Aim of the exercise | Where a line below holds the string "variables", copy that line.

Provided records |
---

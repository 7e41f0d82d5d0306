use config::{Config, ConfigError, Environment, File};
use serde::{Deserialize, Serialize};
use std::path::Path;
use thiserror::Error;
use tracing::{debug, info};

#[derive(Error, Debug)]
pub enum ConfigurationError {
    #[error("Configuration loading error: {0}")]
    ConfigLoad(#[from] ConfigError),
    #[error("Invalid configuration value: {0}")]
    InvalidValue(String),
}

pub type Result<T> = std::result::Result<T, ConfigurationError>;

#[derive(Debug, Clone, Serialize, Deserialize)]
pub struct SystemConfig {
    /// General run settings
    pub system: SystemSettings,

    /// Tracked wallet
    pub wallet: WalletConfig,

    /// Kaia JSON-RPC endpoints
    pub rpc: RpcConfig,

    /// Price oracle REST API
    pub price_oracle: PriceOracleConfig,

    /// Transfer-history discovery providers
    pub discovery: DiscoveryProvidersConfig,

    /// Notion record sink
    pub notion: NotionSinkConfig,
}

#[derive(Debug, Clone, Serialize, Deserialize)]
pub struct SystemSettings {
    /// Minimum delay between successive per-token balance checks in
    /// milliseconds, bounding the outbound request rate
    pub throttle_delay_ms: u64,
}

#[derive(Debug, Clone, Serialize, Deserialize)]
pub struct WalletConfig {
    /// Wallet address to snapshot (required)
    pub address: String,

    /// Chain label written into each record
    pub chain_label: String,
}

#[derive(Debug, Clone, Serialize, Deserialize)]
pub struct RpcConfig {
    /// Ordered RPC endpoint list; balance queries fail over in this order
    pub endpoints: Vec<String>,

    /// Request timeout in seconds
    pub request_timeout_seconds: u64,
}

#[derive(Debug, Clone, Serialize, Deserialize)]
pub struct PriceOracleConfig {
    /// Price oracle base URL
    pub api_base_url: String,

    /// Request timeout in seconds
    pub request_timeout_seconds: u64,
}

#[derive(Debug, Clone, Serialize, Deserialize)]
pub struct DiscoveryProvidersConfig {
    /// Ordered provider URL templates with an `{address}` placeholder
    pub provider_urls: Vec<String>,

    /// Request timeout in seconds
    pub request_timeout_seconds: u64,
}

#[derive(Debug, Clone, Serialize, Deserialize)]
pub struct NotionSinkConfig {
    /// Notion integration token (required when the sink is enabled)
    pub api_token: String,

    /// Target database id (required when the sink is enabled)
    pub database_id: String,

    /// Notion API base URL
    pub api_base_url: String,

    /// Request timeout in seconds
    pub request_timeout_seconds: u64,

    /// Disable to log records instead of persisting them
    pub enabled: bool,
}

impl Default for SystemConfig {
    fn default() -> Self {
        Self {
            system: SystemSettings {
                throttle_delay_ms: 200,
            },
            wallet: WalletConfig {
                address: "".to_string(), // Must be set in .env or config file
                chain_label: "Kaia".to_string(),
            },
            rpc: RpcConfig {
                endpoints: vec![
                    "https://public-en-cypress.klaytn.net".to_string(),
                    "https://rpc.ankr.com/klaytn".to_string(),
                    "https://klaytn-mainnet.gateway.tatum.io".to_string(),
                ],
                request_timeout_seconds: 30,
            },
            price_oracle: PriceOracleConfig {
                api_base_url: "https://api.coingecko.com/api/v3".to_string(),
                request_timeout_seconds: 30,
            },
            discovery: DiscoveryProvidersConfig {
                provider_urls: vec![
                    "https://mainnet-api.kaiascan.io/api/v1/accounts/{address}/token-transfers"
                        .to_string(),
                    "https://api-cypress.klaytnscope.com/v2/accounts/{address}/transfers"
                        .to_string(),
                    "https://api.oklink.com/api/v5/explorer/kaia/token-transfers?address={address}"
                        .to_string(),
                ],
                request_timeout_seconds: 30,
            },
            notion: NotionSinkConfig {
                api_token: "".to_string(), // Must be set in .env or config file
                database_id: "".to_string(),
                api_base_url: "https://api.notion.com".to_string(),
                request_timeout_seconds: 30,
                enabled: true,
            },
        }
    }
}

impl WalletConfig {
    pub fn validate(&self) -> Result<()> {
        if self.address.is_empty() {
            return Err(ConfigurationError::InvalidValue(
                "Wallet address is required".to_string(),
            ));
        }
        if self.chain_label.is_empty() {
            return Err(ConfigurationError::InvalidValue(
                "Chain label must not be empty".to_string(),
            ));
        }
        Ok(())
    }
}

impl RpcConfig {
    pub fn validate(&self) -> Result<()> {
        if self.endpoints.is_empty() {
            return Err(ConfigurationError::InvalidValue(
                "At least one RPC endpoint is required".to_string(),
            ));
        }
        if self.endpoints.iter().any(|endpoint| endpoint.is_empty()) {
            return Err(ConfigurationError::InvalidValue(
                "RPC endpoint URLs must not be empty".to_string(),
            ));
        }
        if self.request_timeout_seconds == 0 {
            return Err(ConfigurationError::InvalidValue(
                "Request timeout must be greater than 0".to_string(),
            ));
        }
        Ok(())
    }
}

impl PriceOracleConfig {
    pub fn validate(&self) -> Result<()> {
        if self.api_base_url.is_empty() {
            return Err(ConfigurationError::InvalidValue(
                "Price oracle base URL is required".to_string(),
            ));
        }
        if self.request_timeout_seconds == 0 {
            return Err(ConfigurationError::InvalidValue(
                "Request timeout must be greater than 0".to_string(),
            ));
        }
        Ok(())
    }
}

impl DiscoveryProvidersConfig {
    pub fn validate(&self) -> Result<()> {
        if self.provider_urls.is_empty() {
            return Err(ConfigurationError::InvalidValue(
                "At least one discovery provider is required".to_string(),
            ));
        }
        if self.provider_urls.iter().any(|url| url.is_empty()) {
            return Err(ConfigurationError::InvalidValue(
                "Discovery provider URLs must not be empty".to_string(),
            ));
        }
        Ok(())
    }
}

impl NotionSinkConfig {
    pub fn validate(&self) -> Result<()> {
        if self.enabled && self.api_token.is_empty() {
            return Err(ConfigurationError::InvalidValue(
                "Notion API token is required when the sink is enabled".to_string(),
            ));
        }
        if self.enabled && self.database_id.is_empty() {
            return Err(ConfigurationError::InvalidValue(
                "Notion database id is required when the sink is enabled".to_string(),
            ));
        }
        Ok(())
    }
}

impl SystemConfig {
    /// Load configuration from file and environment variables
    pub fn load() -> Result<Self> {
        Self::load_from_path("config.toml")
    }

    /// Load configuration from a specific file path
    pub fn load_from_path<P: AsRef<Path>>(config_path: P) -> Result<Self> {
        let mut config_builder = Config::builder()
            // Start with defaults
            .add_source(Config::try_from(&SystemConfig::default())?);

        // Add config file if it exists
        if config_path.as_ref().exists() {
            info!(
                "Loading configuration from: {}",
                config_path.as_ref().display()
            );
            config_builder = config_builder.add_source(File::from(config_path.as_ref()));
        } else {
            debug!("Config file not found, using defaults and environment variables");
        }

        // Add environment variables with prefix
        config_builder = config_builder.add_source(
            Environment::with_prefix("TRACKER")
                .try_parsing(true)
                .separator("__")
                .list_separator(","),
        );

        let config = config_builder.build()?;
        let system_config: SystemConfig = config.try_deserialize()?;

        system_config.validate()?;

        Ok(system_config)
    }

    /// Validate configuration values
    pub fn validate(&self) -> Result<()> {
        self.wallet.validate()?;
        self.rpc.validate()?;
        self.price_oracle.validate()?;
        self.discovery.validate()?;
        self.notion.validate()?;
        Ok(())
    }
}

/// Configuration manager for loading and managing system configuration
#[derive(Debug)]
pub struct ConfigManager {
    config: SystemConfig,
}

impl ConfigManager {
    /// Create a new configuration manager
    pub fn new() -> Result<Self> {
        let config = SystemConfig::load()?;
        info!("Configuration loaded successfully");
        debug!("Configuration: {:#?}", config);

        Ok(Self { config })
    }

    /// Create configuration manager from a specific file
    pub fn from_file<P: AsRef<Path>>(path: P) -> Result<Self> {
        let config = SystemConfig::load_from_path(path)?;
        Ok(Self { config })
    }

    /// Get a reference to the current configuration
    pub fn config(&self) -> &SystemConfig {
        &self.config
    }
}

---

Answer for the task |
    /// Load configuration from file and environment variables
            debug!("Config file not found, using defaults and environment variables");
        // Add environment variables with prefix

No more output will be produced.